[WORK INSTRUCTION] Using the line that contains "let metric = AppPoolMetric" as the start, restate each line word for word through the final line of the material below, and return only those.

::: RECORDS SUPPLIED

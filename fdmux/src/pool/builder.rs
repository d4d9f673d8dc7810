use std::sync::Arc;
use std::thread;

use super::{Pool, MAX_THREADS};
use crate::error::Result;

/// Builder for configuring and creating an event pool.
///
/// `PoolBuilder` allows customizing pool parameters before construction:
/// the sizing hint passed to the kernel readiness facility and the number
/// of worker threads started by [`dispatch`](Pool::dispatch).
///
/// # Examples
///
/// ```rust,ignore
/// let pool = PoolBuilder::new()
///     .worker_threads(4)
///     .build()?;
/// ```
pub struct PoolBuilder {
    /// Sizing hint for the kernel readiness handle.
    size_hint: usize,

    /// Number of worker threads started at dispatch.
    worker_threads: usize,
}

impl PoolBuilder {
    /// Creates a new `PoolBuilder` with default configuration.
    ///
    /// By default the worker count is the number of available logical
    /// CPUs, capped at [`MAX_THREADS`] and falling back to `1` if
    /// unavailable.
    pub fn new() -> Self {
        let worker_threads = thread::available_parallelism()
            .map(|n| n.get())
            .unwrap_or(1)
            .min(MAX_THREADS);

        Self {
            size_hint: 1024,
            worker_threads,
        }
    }

    /// Sets the sizing hint for the kernel readiness handle.
    pub fn size_hint(mut self, n: usize) -> Self {
        self.size_hint = n;
        self
    }

    /// Sets the number of worker threads started at dispatch.
    ///
    /// Values above [`MAX_THREADS`] are clamped at dispatch time.
    ///
    /// # Panics
    ///
    /// Panics if `n == 0`.
    pub fn worker_threads(mut self, n: usize) -> Self {
        assert!(n > 0, "worker_threads must be > 0");

        self.worker_threads = n;
        self
    }

    /// Builds the pool with the configured options.
    pub fn build(self) -> Result<Arc<Pool>> {
        Pool::new(self.size_hint, self.worker_threads)
    }
}

impl Default for PoolBuilder {
    /// Creates a default `PoolBuilder`.
    fn default() -> Self {
        Self::new()
    }
}
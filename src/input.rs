use crate::metric::Accumulator;
use crate::utils::errors::MonitoringError;

/// The contract an agent uses to drive a collector: initialize once, then
/// gather on every collection cycle.
pub trait Input {
    fn name(&self) -> &'static str;

    /// Validate configuration and start any background work. Errors here mean
    /// the input never starts.
    fn init(&mut self) -> Result<(), MonitoringError>;

    /// Add this cycle's metrics to `acc`. An error loses the cycle, not the input.
    fn gather(&self, acc: &mut dyn Accumulator) -> Result<(), MonitoringError>;

    fn stop(&mut self) {}
}
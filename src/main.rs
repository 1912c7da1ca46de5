use clap::Parser;
use log::{error, info};
use std::path::PathBuf;
use std::process::ExitCode;
use winperf::collectors::{W3wp, WinServices};
use winperf::config::{Config, InputsConfig};
use winperf::input::Input;
use winperf::management::fake;
use winperf::metric::MetricBuffer;
use winperf::utils::errors::MonitoringError;
use winperf::utils::logger::setup_logger;

#[derive(Parser, Debug)]
#[command(name = "winperf", about = "Windows service and IIS worker process metrics")]
struct Cli {
    /// TOML configuration file
    #[arg(short, long)]
    config: Option<PathBuf>,

    /// Gather a single cycle and exit
    #[arg(long)]
    once: bool,

    /// Use in-memory demo backends instead of the OS
    #[arg(long)]
    fake: bool,
}

fn build_inputs(inputs: &InputsConfig, use_fake: bool) -> Vec<Box<dyn Input>> {
    let mut built: Vec<Box<dyn Input>> = Vec::new();

    if let Some(config) = &inputs.win_services {
        built.push(if use_fake {
            Box::new(WinServices::new(config.clone(), Box::new(fake::demo_services())))
        } else {
            Box::new(WinServices::for_platform(config.clone()))
        });
    }

    if let Some(config) = &inputs.win_w3wp {
        if use_fake {
            built.push(Box::new(W3wp::new(config.clone(), fake::demo_perf_client())));
        } else {
            #[cfg(windows)]
            built.push(Box::new(W3wp::new(
                config.clone(),
                winperf::management::windows::WmiPerfClient,
            )));
            #[cfg(not(windows))]
            built.push(Box::new(W3wp::new(
                config.clone(),
                winperf::management::system::SystemPerfClient::new(),
            )));
        }
    }

    built
}

fn gather_all(inputs: &[Box<dyn Input>]) {
    let mut buffer = MetricBuffer::new();
    for input in inputs {
        // Service queries block on the OS; keep them off the async workers.
        if let Err(err) = tokio::task::block_in_place(|| input.gather(&mut buffer)) {
            error!("[inputs.{}] {}", input.name(), err);
        }
    }
    for metric in buffer.drain() {
        println!("{metric}");
    }
}

async fn run(cli: Cli) -> Result<(), MonitoringError> {
    let config = match &cli.config {
        Some(path) => Config::load(path)?,
        None => Config::default(),
    };
    let interval = config.agent.interval()?;

    let mut inputs = build_inputs(&config.inputs, cli.fake);
    for input in inputs.iter_mut() {
        input.init()?;
    }
    info!(
        "Loaded inputs: {}",
        inputs.iter().map(|i| i.name()).collect::<Vec<_>>().join(" ")
    );

    let mut ticker = tokio::time::interval(interval);
    // The first tick fires immediately; gathering starts one interval in.
    ticker.tick().await;
    loop {
        tokio::select! {
            _ = tokio::signal::ctrl_c() => {
                info!("Received interrupt, shutting down");
                break;
            }
            _ = ticker.tick() => gather_all(&inputs),
        }
        if cli.once {
            break;
        }
    }

    for input in inputs.iter_mut() {
        input.stop();
    }
    info!("Program ended successfully.");
    Ok(())
}

#[tokio::main]
async fn main() -> ExitCode {
    setup_logger();
    let cli = Cli::parse();
    info!("Application started");

    match run(cli).await {
        Ok(()) => ExitCode::SUCCESS,
        Err(err) => {
            error!("{err}");
            ExitCode::FAILURE
        }
    }
}
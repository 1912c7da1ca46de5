//! Mapping from collector records to accumulator tags and fields.

use crate::collectors::w3wp::AppPoolMetric;
use crate::collectors::win_services::ServiceRecord;
use crate::metric::{Accumulator, FieldValue, Fields, Tags};

pub const SERVICES_MEASUREMENT: &str = "win_services";
pub const W3WP_MEASUREMENT: &str = "w3wp";

pub fn emit_service(acc: &mut dyn Accumulator, record: &ServiceRecord) {
    let mut tags = Tags::from([("service_name".to_string(), record.name.clone())]);
    // A service may legitimately have no display name.
    if !record.display_name.is_empty() {
        tags.insert("display_name".to_string(), record.display_name.clone());
    }
    let fields = Fields::from([
        ("state".to_string(), FieldValue::Int(i64::from(record.state))),
        ("startup_mode".to_string(), FieldValue::Int(i64::from(record.startup_mode))),
    ]);
    acc.add_fields(SERVICES_MEASUREMENT, fields, tags);
}

pub fn emit_app_pool(acc: &mut dyn Accumulator, app_pool: &str, metric: &AppPoolMetric) {
    let tags = Tags::from([("appPool".to_string(), app_pool.to_string())]);
    let fields = Fields::from([
        ("Processor_Time".to_string(), FieldValue::from(metric.percent_processor_time)),
        ("Private_Bytes".to_string(), FieldValue::from(metric.private_bytes)),
        ("Working_Set".to_string(), FieldValue::from(metric.working_set)),
        ("Handle_Count".to_string(), FieldValue::from(metric.handle_count)),
        ("Thread_Count".to_string(), FieldValue::from(metric.thread_count)),
        ("IO_Read".to_string(), FieldValue::from(metric.io_read_bytes_per_sec)),
        ("IO_Write".to_string(), FieldValue::from(metric.io_write_bytes_per_sec)),
    ]);
    acc.add_fields(W3WP_MEASUREMENT, fields, tags);
}

#[cfg(test)]
mod tests {
    use super::*;
    use crate::metric::MetricBuffer;

    #[test]
    fn test_service_display_name_omitted_when_empty() {
        let mut buffer = MetricBuffer::new();
        let record = ServiceRecord {
            name: "wuauserv".to_string(),
            display_name: String::new(),
            state: 1,
            startup_mode: 3,
        };
        emit_service(&mut buffer, &record);

        let metric = &buffer.metrics()[0];
        assert_eq!(metric.measurement, "win_services");
        assert_eq!(metric.tag("service_name"), Some("wuauserv"));
        assert!(!metric.tags.contains_key("display_name"));
        assert_eq!(metric.field("state"), Some(FieldValue::Int(1)));
        assert_eq!(metric.field("startup_mode"), Some(FieldValue::Int(3)));
    }

    #[test]
    fn test_service_display_name_tagged() {
        let mut buffer = MetricBuffer::new();
        let record = ServiceRecord {
            name: "Spooler".to_string(),
            display_name: "Print Spooler".to_string(),
            state: 4,
            startup_mode: 2,
        };
        emit_service(&mut buffer, &record);
        assert_eq!(buffer.metrics()[0].tag("display_name"), Some("Print Spooler"));
    }

    #[test]
    fn test_app_pool_fields() {
        let mut buffer = MetricBuffer::new();
        let metric = AppPoolMetric {
            percent_processor_time: 50.0,
            private_bytes: 1000,
            working_set: 2000,
            handle_count: 10,
            thread_count: 20,
            io_read_bytes_per_sec: 3000,
            io_write_bytes_per_sec: 4000,
        };
        emit_app_pool(&mut buffer, "Pool1", &metric);

        let emitted = &buffer.metrics()[0];
        assert_eq!(emitted.measurement, "w3wp");
        assert_eq!(emitted.tag("appPool"), Some("Pool1"));
        assert_eq!(emitted.fields.len(), 7);
        assert_eq!(emitted.field("Processor_Time"), Some(FieldValue::Float(50.0)));
        assert_eq!(emitted.field("Handle_Count"), Some(FieldValue::UInt(10)));
        assert_eq!(emitted.field("IO_Write"), Some(FieldValue::UInt(4000)));
    }
}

::::::

[ANSWER TO THE EXERCISE]
        let metric = AppPoolMetric {
            percent_processor_time: 50.0,
            private_bytes: 1000,
            working_set: 2000,
            handle_count: 10,
            thread_count: 20,
            io_read_bytes_per_sec: 3000,
            io_write_bytes_per_sec: 4000,
        };
        emit_app_pool(&mut buffer, "Pool1", &metric);

        let emitted = &buffer.metrics()[0];
        assert_eq!(emitted.measurement, "w3wp");
        assert_eq!(emitted.tag("appPool"), Some("Pool1"));
        assert_eq!(emitted.fields.len(), 7);
        assert_eq!(emitted.field("Processor_Time"), Some(FieldValue::Float(50.0)));
        assert_eq!(emitted.field("Handle_Count"), Some(FieldValue::UInt(10)));
        assert_eq!(emitted.field("IO_Write"), Some(FieldValue::UInt(4000)));
    }
}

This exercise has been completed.